▶ Exercise prompt:
Retype only the lines at the head of the records, first through the one with "boundary. The provider", exactly as written.

Records drawn from a dataset:
=======
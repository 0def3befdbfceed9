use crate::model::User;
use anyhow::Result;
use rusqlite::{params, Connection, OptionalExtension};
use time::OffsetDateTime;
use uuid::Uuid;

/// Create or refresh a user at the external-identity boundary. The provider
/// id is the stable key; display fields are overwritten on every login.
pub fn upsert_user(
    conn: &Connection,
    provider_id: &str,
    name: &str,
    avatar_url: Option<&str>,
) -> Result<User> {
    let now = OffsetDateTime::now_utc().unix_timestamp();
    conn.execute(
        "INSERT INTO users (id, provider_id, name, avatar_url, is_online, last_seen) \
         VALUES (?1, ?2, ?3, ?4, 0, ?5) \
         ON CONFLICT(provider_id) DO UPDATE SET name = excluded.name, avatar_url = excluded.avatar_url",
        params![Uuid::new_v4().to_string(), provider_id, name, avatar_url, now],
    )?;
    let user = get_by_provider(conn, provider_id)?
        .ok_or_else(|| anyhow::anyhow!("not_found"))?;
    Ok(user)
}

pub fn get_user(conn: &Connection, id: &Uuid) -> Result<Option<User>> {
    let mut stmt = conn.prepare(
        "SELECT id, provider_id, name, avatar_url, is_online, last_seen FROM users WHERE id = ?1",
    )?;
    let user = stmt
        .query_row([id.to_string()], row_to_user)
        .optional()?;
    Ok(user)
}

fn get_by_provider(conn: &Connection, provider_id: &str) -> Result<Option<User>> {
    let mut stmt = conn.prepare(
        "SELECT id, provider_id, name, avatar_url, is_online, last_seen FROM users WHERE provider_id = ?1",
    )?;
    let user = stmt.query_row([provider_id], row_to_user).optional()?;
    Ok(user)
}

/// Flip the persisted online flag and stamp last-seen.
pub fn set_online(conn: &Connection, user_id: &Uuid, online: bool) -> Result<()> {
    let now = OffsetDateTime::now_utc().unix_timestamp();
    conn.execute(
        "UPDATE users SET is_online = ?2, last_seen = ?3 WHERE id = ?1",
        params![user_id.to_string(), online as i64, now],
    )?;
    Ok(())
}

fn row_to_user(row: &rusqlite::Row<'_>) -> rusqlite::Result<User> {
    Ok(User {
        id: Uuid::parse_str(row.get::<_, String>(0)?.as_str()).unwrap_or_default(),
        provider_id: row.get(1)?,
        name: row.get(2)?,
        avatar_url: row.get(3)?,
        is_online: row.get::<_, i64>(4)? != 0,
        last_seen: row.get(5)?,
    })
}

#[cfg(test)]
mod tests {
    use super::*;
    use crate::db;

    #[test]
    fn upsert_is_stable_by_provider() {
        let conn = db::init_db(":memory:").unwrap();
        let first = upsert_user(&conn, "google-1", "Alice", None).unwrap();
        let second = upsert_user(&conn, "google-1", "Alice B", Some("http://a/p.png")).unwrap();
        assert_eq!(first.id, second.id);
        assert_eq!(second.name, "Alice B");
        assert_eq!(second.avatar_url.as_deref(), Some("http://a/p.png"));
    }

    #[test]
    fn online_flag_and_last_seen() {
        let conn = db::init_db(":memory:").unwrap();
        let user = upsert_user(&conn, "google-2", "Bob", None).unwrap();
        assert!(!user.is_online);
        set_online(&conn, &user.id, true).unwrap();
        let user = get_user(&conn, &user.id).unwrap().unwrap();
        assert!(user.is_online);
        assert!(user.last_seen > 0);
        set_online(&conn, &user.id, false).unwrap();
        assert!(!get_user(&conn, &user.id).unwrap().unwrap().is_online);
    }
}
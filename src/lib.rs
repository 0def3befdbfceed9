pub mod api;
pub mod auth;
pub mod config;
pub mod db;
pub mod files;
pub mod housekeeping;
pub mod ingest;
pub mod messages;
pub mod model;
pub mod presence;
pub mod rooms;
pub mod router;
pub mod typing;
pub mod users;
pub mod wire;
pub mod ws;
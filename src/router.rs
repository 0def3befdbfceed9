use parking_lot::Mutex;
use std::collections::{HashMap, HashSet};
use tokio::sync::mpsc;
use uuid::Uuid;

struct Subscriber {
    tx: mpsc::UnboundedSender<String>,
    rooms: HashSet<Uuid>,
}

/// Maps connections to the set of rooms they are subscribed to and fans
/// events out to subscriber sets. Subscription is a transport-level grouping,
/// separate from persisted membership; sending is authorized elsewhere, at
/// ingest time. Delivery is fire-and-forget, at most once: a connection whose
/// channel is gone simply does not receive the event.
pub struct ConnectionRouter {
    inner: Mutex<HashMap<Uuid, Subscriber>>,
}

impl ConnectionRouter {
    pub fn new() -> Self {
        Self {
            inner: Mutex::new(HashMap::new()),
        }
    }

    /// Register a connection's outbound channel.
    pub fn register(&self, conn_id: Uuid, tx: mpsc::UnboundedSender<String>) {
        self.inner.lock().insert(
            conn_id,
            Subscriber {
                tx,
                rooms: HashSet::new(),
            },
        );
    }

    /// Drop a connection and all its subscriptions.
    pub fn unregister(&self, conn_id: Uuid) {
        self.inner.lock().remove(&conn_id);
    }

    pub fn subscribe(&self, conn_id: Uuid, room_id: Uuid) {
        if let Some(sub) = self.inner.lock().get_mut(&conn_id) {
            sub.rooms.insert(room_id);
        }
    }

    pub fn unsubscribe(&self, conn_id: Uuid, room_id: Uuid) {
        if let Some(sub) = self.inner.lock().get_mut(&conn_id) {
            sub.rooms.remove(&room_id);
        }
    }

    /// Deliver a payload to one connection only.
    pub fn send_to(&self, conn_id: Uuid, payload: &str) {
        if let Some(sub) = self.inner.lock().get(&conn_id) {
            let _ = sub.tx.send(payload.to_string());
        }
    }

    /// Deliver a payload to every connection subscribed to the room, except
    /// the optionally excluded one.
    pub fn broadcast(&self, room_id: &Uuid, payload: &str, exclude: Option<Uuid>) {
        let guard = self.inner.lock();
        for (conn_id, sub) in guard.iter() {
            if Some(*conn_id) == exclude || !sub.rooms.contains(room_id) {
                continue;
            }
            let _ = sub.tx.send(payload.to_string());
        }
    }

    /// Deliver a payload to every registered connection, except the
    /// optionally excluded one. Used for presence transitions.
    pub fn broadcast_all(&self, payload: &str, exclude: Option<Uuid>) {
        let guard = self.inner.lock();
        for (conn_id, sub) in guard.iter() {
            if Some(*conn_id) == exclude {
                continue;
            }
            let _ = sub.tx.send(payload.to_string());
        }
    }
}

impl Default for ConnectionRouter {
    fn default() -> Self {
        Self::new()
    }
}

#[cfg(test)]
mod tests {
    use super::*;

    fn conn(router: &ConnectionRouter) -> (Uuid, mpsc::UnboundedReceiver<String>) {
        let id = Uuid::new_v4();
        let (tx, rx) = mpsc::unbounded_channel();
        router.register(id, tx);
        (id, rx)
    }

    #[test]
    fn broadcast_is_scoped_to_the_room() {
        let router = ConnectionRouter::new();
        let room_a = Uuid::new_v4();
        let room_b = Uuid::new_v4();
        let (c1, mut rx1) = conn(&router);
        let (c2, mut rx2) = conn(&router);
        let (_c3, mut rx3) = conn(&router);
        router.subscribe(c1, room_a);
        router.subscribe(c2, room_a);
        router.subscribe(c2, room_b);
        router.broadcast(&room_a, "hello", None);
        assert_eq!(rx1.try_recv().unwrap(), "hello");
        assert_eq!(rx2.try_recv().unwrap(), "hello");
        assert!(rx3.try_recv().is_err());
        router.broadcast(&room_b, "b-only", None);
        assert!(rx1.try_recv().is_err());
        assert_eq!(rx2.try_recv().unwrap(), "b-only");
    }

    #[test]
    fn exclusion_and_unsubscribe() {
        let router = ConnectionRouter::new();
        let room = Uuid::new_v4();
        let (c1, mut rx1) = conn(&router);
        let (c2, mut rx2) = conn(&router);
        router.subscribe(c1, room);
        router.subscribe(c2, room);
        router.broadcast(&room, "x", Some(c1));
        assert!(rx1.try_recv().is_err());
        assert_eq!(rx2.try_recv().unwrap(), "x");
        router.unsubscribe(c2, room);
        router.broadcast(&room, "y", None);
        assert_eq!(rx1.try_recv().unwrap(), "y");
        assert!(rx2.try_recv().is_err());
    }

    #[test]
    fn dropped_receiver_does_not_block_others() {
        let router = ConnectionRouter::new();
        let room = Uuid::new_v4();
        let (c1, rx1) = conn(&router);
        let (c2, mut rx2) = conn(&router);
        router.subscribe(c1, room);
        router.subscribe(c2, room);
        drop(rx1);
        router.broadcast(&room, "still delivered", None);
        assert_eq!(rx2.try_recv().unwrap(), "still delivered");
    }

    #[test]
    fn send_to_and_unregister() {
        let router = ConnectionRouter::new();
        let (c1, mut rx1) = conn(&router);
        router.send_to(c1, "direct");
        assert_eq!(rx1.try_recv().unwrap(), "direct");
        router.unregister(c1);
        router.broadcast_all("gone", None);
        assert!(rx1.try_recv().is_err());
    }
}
=======
▶ Solution to this problem:
repository 0def3befdbfceed9
use crate::model::User;
use anyhow::Result;
use rusqlite::{params, Connection, OptionalExtension};
use time::OffsetDateTime;
use uuid::Uuid;

/// Create or refresh a user at the external-identity boundary. The provider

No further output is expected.